Just thought I would share some pictures of our new boy Samson. he is 5 1/2weeks old at the minute and still with him Mum & Dad and litter mates. We have another 2 weeks to wait until we can bring him home but we're visiting regularly and taking pics so here is is!! He is enormous!!


----------



## Hughsey (May 17, 2010)

Hmmm, any idea why so small?


----------



## kaisa624 (Mar 5, 2010)

Aww! He's sooo cute =]


----------



## Dally Banjo (Oct 22, 2009)

OMG how cuteeeeeeeeeeeeeeeeeeeee :001_wub:


----------



## archiebaby (Feb 25, 2008)

ahhh he is lovely


----------



## nellist (May 18, 2010)

gorgeous


----------



## hawksport (Dec 27, 2009)

Hughsey said:


> Hmmm, any idea why so small?


In the second pic he doesn't look small for 5 1/2 weeks to me


----------



## $hAzZa (May 2, 2010)

Hughsey said:


> Hmmm, any idea why so small?


The first pic is very decieving as you can only see him head on so looks smaller, he is indeed a big boy in the second  x


----------



## Purrrrfect (Sep 10, 2008)

Awwww he is just gorgeous!


----------



## Acacia86 (Dec 30, 2008)

Awww he is divine!! I don't think he is too small. I bet you can't wait! Not long now!!


----------



## Sarahnorris (Dec 1, 2008)

awww total cutie!


----------



## Happy Paws2 (Sep 13, 2008)

Such a sweetheart


----------



## Kinjilabs (Apr 15, 2009)

Noooo dont do this to me Im so jealous, hes lovely


----------



## canuckjill (Jun 25, 2008)

What a cutie, congrats...Jill


----------



## Becki&Daisy (Oct 22, 2009)

so cute!!!!


----------



## JANICE199 (Feb 1, 2008)

*I've just read in your other thread you now have him home..Lucky you,he's such a cutie.*


----------



## slakey (May 9, 2009)

Woo another Lab owner 

He does look a rather big pup for 5 1/2 weeks old hmy:


----------



## Terrier Fan (Oct 20, 2008)

I think OP meant the pictures were small not the puppy.

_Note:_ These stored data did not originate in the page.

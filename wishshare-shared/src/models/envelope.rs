use serde::{Deserialize, Serialize};

/// Pagination block attached to collection responses.
#[derive(Debug, Clone, Serialize, Deserialize, PartialEq, Eq)]
pub struct PageMeta {
    /// The page this response covers, 1-based.
    pub page: u32,
    /// Total number of pages in the collection.
    pub pages: u32,
    /// Total number of items across all pages.
    pub total: u64,
}

/// Payload of a successful response.
#[derive(Debug, Clone, Serialize, Deserialize, PartialEq)]
pub struct Content<T> {
    pub data: T,
    pub meta: Option<PageMeta>,
}

/// The envelope every WishShare endpoint wraps its response in.
///
/// `status` reports whether the operation succeeded; `content` carries the
/// payload on success and `message` a human-readable explanation on failure.
#[derive(Debug, Clone, Serialize, Deserialize, PartialEq)]
pub struct ApiEnvelope<T> {
    pub status: bool,
    pub content: Option<Content<T>>,
    pub message: Option<String>,
}

/// Envelope for write endpoints that acknowledge without returning data.
#[derive(Debug, Clone, Serialize, Deserialize, PartialEq, Eq)]
pub struct Ack {
    pub status: bool,
    pub message: Option<String>,
}

#[cfg(test)]
mod tests {
    use super::*;
    use crate::models::Community;

    #[test]
    fn decodes_paginated_collection() {
        let body = r#"{
            "status": true,
            "content": {
                "data": [
                    {"id": "c1", "name": "Board games", "created_at": "2024-05-01T10:00:00Z"}
                ],
                "meta": {"page": 2, "pages": 7, "total": 61}
            }
        }"#;

        let envelope: ApiEnvelope<Vec<Community>> = serde_json::from_str(body).unwrap();
        assert!(envelope.status);
        assert!(envelope.message.is_none());

        let content = envelope.content.unwrap();
        assert_eq!(content.data.len(), 1);
        assert_eq!(content.data[0].name, "Board games");

        let meta = content.meta.unwrap();
        assert_eq!(meta.page, 2);
        assert_eq!(meta.pages, 7);
        assert_eq!(meta.total, 61);
    }

    #[test]
    fn decodes_envelope_without_meta() {
        let body = r#"{
            "status": true,
            "content": {
                "data": {"id": "u1", "name": "Dana", "email": "dana@example.com"}
            }
        }"#;

        let envelope: ApiEnvelope<crate::models::SessionUser> = serde_json::from_str(body).unwrap();
        let content = envelope.content.unwrap();
        assert!(content.meta.is_none());
        assert_eq!(content.data.email, "dana@example.com");
    }

    #[test]
    fn decodes_failure_ack() {
        let body = r#"{"status": false, "message": "name already taken"}"#;
        let ack: Ack = serde_json::from_str(body).unwrap();
        assert!(!ack.status);
        assert_eq!(ack.message.as_deref(), Some("name already taken"));
    }

    #[test]
    fn decodes_bare_ack() {
        let ack: Ack = serde_json::from_str(r#"{"status": true}"#).unwrap();
        assert!(ack.status);
        assert!(ack.message.is_none());
    }
}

He's a cutie, can't wait to see more pics of him


----------



## Hughsey (May 17, 2010)

Thanks everyone, I can't quite work out how to make the pictures appear larger on the thread? :

Here is our boy at almost 9 weeks old. There is not a plant nor a cushion still intact in our house!


----------



## slakey (May 9, 2009)

Aww I want another puppy now 

Milo's still a baby though, a big baby at 4.5stones but still a baby 

They grow up so fast


----------



## shutterspeed (Mar 23, 2010)

o, he's so cute!
that second pic!!!


----------



## colliemerles (Nov 2, 2007)

how gorgeous, you lucky thing, beautiful.xxxxx


----------



## Bearpaw (Dec 10, 2009)

That is one cute little boy! enjoy him,they do grow ssooooo fast.


----------